Stored items
┌──
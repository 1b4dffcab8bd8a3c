//! Logging infrastructure for the pathname library.
//!
//! This module provides a simple stderr-based logger with configurable log
//! levels. The same logger doubles as the backend for the `log` facade, so
//! `log::debug!` records emitted while resolving or decoding paths end up on
//! stderr once [`Logger::install`] has been called.

use std::env;
use std::fmt;

/// Environment variable selecting the default log level.
pub const LOG_MODE_ENV: &str = "PATHNAME_LOG_MODE";

/// Logging level for controlling output verbosity.
///
/// Log levels are ordered from least verbose (Quiet) to most verbose (Verbose).
///
/// # Examples
///
/// ```
/// use pathname::LogLevel;
///
/// let quiet = LogLevel::Quiet;
/// let normal = LogLevel::Normal;
/// let verbose = LogLevel::Verbose;
///
/// assert!(quiet < normal);
/// assert!(normal < verbose);
/// ```
#[derive(Debug, Clone, Copy, PartialEq, Eq, PartialOrd, Ord)]
pub enum LogLevel {
    /// Suppress all non-essential output.
    Quiet,
    /// Normal output level (errors and warnings).
    Normal,
    /// Verbose output (errors, warnings, info, and debug messages).
    Verbose,
}

impl fmt::Display for LogLevel {
    fn fmt(&self, f: &mut fmt::Formatter<'_>) -> fmt::Result {
        match self {
            Self::Quiet => write!(f, "quiet"),
            Self::Normal => write!(f, "normal"),
            Self::Verbose => write!(f, "verbose"),
        }
    }
}

impl LogLevel {
    /// Parses a log level from a string.
    ///
    /// Recognizes: "quiet", "normal", "verbose" (case-insensitive).
    ///
    /// # Errors
    ///
    /// Returns an error if the string is not recognized.
    ///
    /// # Examples
    ///
    /// ```
    /// use pathname::LogLevel;
    ///
    /// assert_eq!(LogLevel::parse("quiet").unwrap(), LogLevel::Quiet);
    /// assert_eq!(LogLevel::parse("VERBOSE").unwrap(), LogLevel::Verbose);
    /// assert!(LogLevel::parse("invalid").is_err());
    /// ```
    pub fn parse(s: &str) -> Result<Self, String> {
        match s.to_lowercase().as_str() {
            "quiet" => Ok(Self::Quiet),
            "normal" => Ok(Self::Normal),
            "verbose" => Ok(Self::Verbose),
            _ => Err(format!("invalid log level: {s}")),
        }
    }
}

/// A simple stderr-based logger.
///
/// The logger respects the configured log level and only outputs messages
/// at or above that level.
///
/// # Examples
///
/// ```
/// use pathname::{Logger, LogLevel};
///
/// let logger = Logger::new(LogLevel::Normal);
/// logger.error("This is an error message");
/// logger.info("This will not be printed (requires Verbose)");
/// ```
pub struct Logger {
    level: LogLevel,
}

impl Logger {
    /// Creates a new logger with the specified log level.
    ///
    /// # Examples
    ///
    /// ```
    /// use pathname::{Logger, LogLevel};
    ///
    /// let logger = Logger::new(LogLevel::Verbose);
    /// ```
    #[must_use]
    pub const fn new(level: LogLevel) -> Self {
        Self { level }
    }

    /// Returns the current log level.
    #[must_use]
    pub const fn level(&self) -> LogLevel {
        self.level
    }

    /// Logs an error message.
    ///
    /// Error messages are always displayed unless the level is Quiet.
    ///
    /// # Examples
    ///
    /// ```
    /// use pathname::{Logger, LogLevel};
    ///
    /// let logger = Logger::new(LogLevel::Normal);
    /// logger.error("Something went wrong");
    /// ```
    pub fn error(&self, message: &str) {
        if self.level >= LogLevel::Normal {
            eprintln!("ERROR: {message}");
        }
    }

    /// Logs a warning message.
    ///
    /// Warning messages are displayed at Normal and Verbose levels.
    ///
    /// # Examples
    ///
    /// ```
    /// use pathname::{Logger, LogLevel};
    ///
    /// let logger = Logger::new(LogLevel::Normal);
    /// logger.warn("This might be a problem");
    /// ```
    pub fn warn(&self, message: &str) {
        if self.level >= LogLevel::Normal {
            eprintln!("WARN: {message}");
        }
    }

    /// Logs an informational message.
    ///
    /// Info messages are only displayed at Verbose level.
    ///
    /// # Examples
    ///
    /// ```
    /// use pathname::{Logger, LogLevel};
    ///
    /// let logger = Logger::new(LogLevel::Verbose);
    /// logger.info("Processing started");
    /// ```
    pub fn info(&self, message: &str) {
        if self.level >= LogLevel::Verbose {
            eprintln!("INFO: {message}");
        }
    }

    /// Logs a debug message.
    ///
    /// Debug messages are only displayed at Verbose level.
    ///
    /// # Examples
    ///
    /// ```
    /// use pathname::{Logger, LogLevel};
    ///
    /// let logger = Logger::new(LogLevel::Verbose);
    /// logger.debug("normalized /a/./b to /a/b");
    /// ```
    pub fn debug(&self, message: &str) {
        if self.level >= LogLevel::Verbose {
            eprintln!("DEBUG: {message}");
        }
    }

    /// Returns the `log` filter matching this logger's level.
    #[must_use]
    pub const fn level_filter(&self) -> log::LevelFilter {
        match self.level {
            LogLevel::Quiet => log::LevelFilter::Off,
            LogLevel::Normal => log::LevelFilter::Warn,
            LogLevel::Verbose => log::LevelFilter::Trace,
        }
    }

    /// Installs this logger as the global `log` backend.
    ///
    /// Only the first call in a process takes effect; later calls return
    /// the error from [`log::set_boxed_logger`].
    ///
    /// # Errors
    ///
    /// Returns an error if a global logger is already installed.
    pub fn install(self) -> Result<(), log::SetLoggerError> {
        let filter = self.level_filter();
        log::set_boxed_logger(Box::new(self))?;
        log::set_max_level(filter);
        Ok(())
    }
}

impl log::Log for Logger {
    fn enabled(&self, metadata: &log::Metadata<'_>) -> bool {
        metadata.level() <= self.level_filter()
    }

    fn log(&self, record: &log::Record<'_>) {
        if !self.enabled(record.metadata()) {
            return;
        }
        let message = record.args().to_string();
        match record.level() {
            log::Level::Error => self.error(&message),
            log::Level::Warn => self.warn(&message),
            log::Level::Info => self.info(&message),
            log::Level::Debug | log::Level::Trace => self.debug(&message),
        }
    }

    fn flush(&self) {}
}

impl Default for Logger {
    fn default() -> Self {
        Self::new(LogLevel::Normal)
    }
}

/// Initializes a logger based on environment variables and CLI flags.
///
/// The priority order is:
/// 1. CLI flags (verbose/quiet)
/// 2. `PATHNAME_LOG_MODE` environment variable
/// 3. Default (Normal)
///
/// # Arguments
///
/// * `verbose` - If true, sets level to Verbose
/// * `quiet` - If true, sets level to Quiet
///
/// If both `verbose` and `quiet` are true, `verbose` takes precedence.
///
/// # Examples
///
/// ```
/// use pathname::init_logger;
///
/// // Use default (Normal) level
/// let logger = init_logger(false, false);
///
/// // Force verbose
/// let logger = init_logger(true, false);
///
/// // Force quiet
/// let logger = init_logger(false, true);
/// ```
#[must_use]
pub fn init_logger(verbose: bool, quiet: bool) -> Logger {
    // CLI flags take precedence
    if verbose {
        return Logger::new(LogLevel::Verbose);
    }
    if quiet {
        return Logger::new(LogLevel::Quiet);
    }

    // Check environment variable
    if let Ok(env_value) = env::var(LOG_MODE_ENV) {
        if let Ok(level) = LogLevel::parse(&env_value) {
            return Logger::new(level);
        }
    }

    // Default to Normal
    Logger::new(LogLevel::Normal)
}

#[cfg(test)]
mod tests {
    use super::*;
    use log::Log;
    use serial_test::serial;

    /// Runs `f` with `PATHNAME_LOG_MODE` set to `value`, restoring it after.
    fn with_log_mode<F: FnOnce()>(value: Option<&str>, f: F) {
        let saved = env::var(LOG_MODE_ENV).ok();
        match value {
            Some(v) => env::set_var(LOG_MODE_ENV, v),
            None => env::remove_var(LOG_MODE_ENV),
        }
        f();
        match saved {
            Some(v) => env::set_var(LOG_MODE_ENV, v),
            None => env::remove_var(LOG_MODE_ENV),
        }
    }

    #[test]
    fn test_log_level_ordering() {
        assert!(LogLevel::Quiet < LogLevel::Normal);
        assert!(LogLevel::Normal < LogLevel::Verbose);
    }

    #[test]
    fn test_log_level_display_round_trips_through_parse() {
        for level in [LogLevel::Quiet, LogLevel::Normal, LogLevel::Verbose] {
            assert_eq!(LogLevel::parse(&level.to_string()).unwrap(), level);
        }
    }

    #[test]
    fn test_log_level_parse() {
        assert_eq!(LogLevel::parse("QUIET").unwrap(), LogLevel::Quiet);
        assert_eq!(LogLevel::parse("Verbose").unwrap(), LogLevel::Verbose);
        assert!(LogLevel::parse("debug").is_err());
        assert!(LogLevel::parse("").is_err());
    }

    #[test]
    fn test_logger_default() {
        assert_eq!(Logger::default().level(), LogLevel::Normal);
    }

    #[test]
    fn test_level_filter() {
        assert_eq!(Logger::new(LogLevel::Quiet).level_filter(), log::LevelFilter::Off);
        assert_eq!(Logger::new(LogLevel::Normal).level_filter(), log::LevelFilter::Warn);
        assert_eq!(Logger::new(LogLevel::Verbose).level_filter(), log::LevelFilter::Trace);
    }

    #[test]
    fn test_log_enabled_follows_level() {
        let debug = log::Metadata::builder().level(log::Level::Debug).build();
        let warn = log::Metadata::builder().level(log::Level::Warn).build();

        let normal = Logger::new(LogLevel::Normal);
        assert!(normal.enabled(&warn));
        assert!(!normal.enabled(&debug));

        assert!(Logger::new(LogLevel::Verbose).enabled(&debug));
        assert!(!Logger::new(LogLevel::Quiet).enabled(&warn));
    }

    #[test]
    fn test_init_logger_flags() {
        assert_eq!(init_logger(true, false).level(), LogLevel::Verbose);
        assert_eq!(init_logger(false, true).level(), LogLevel::Quiet);
        // verbose wins over quiet
        assert_eq!(init_logger(true, true).level(), LogLevel::Verbose);
    }

    #[test]
    #[serial]
    fn test_init_logger_defaults() {
        with_log_mode(None, || {
            assert_eq!(init_logger(false, false).level(), LogLevel::Normal);
        });
    }

    #[test]
    #[serial]
    fn test_init_logger_from_env() {
        with_log_mode(Some("verbose"), || {
            assert_eq!(init_logger(false, false).level(), LogLevel::Verbose);
            // CLI flag overrides env
            assert_eq!(init_logger(false, true).level(), LogLevel::Quiet);
        });
        with_log_mode(Some("invalid"), || {
            assert_eq!(init_logger(false, false).level(), LogLevel::Normal);
        });
    }
}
└──
• Exercise directions: Match on "LevelFilter" and report each line of the data above that has it.

• Output of the task:
    pub const fn level_filter(&self) -> log::LevelFilter {
            LogLevel::Quiet => log::LevelFilter::Off,
            LogLevel::Normal => log::LevelFilter::Warn,
            LogLevel::Verbose => log::LevelFilter::Trace,
        assert_eq!(Logger::new(LogLevel::Quiet).level_filter(), log::LevelFilter::Off);
        assert_eq!(Logger::new(LogLevel::Normal).level_filter(), log::LevelFilter::Warn);
        assert_eq!(Logger::new(LogLevel::Verbose).level_filter(), log::LevelFilter::Trace);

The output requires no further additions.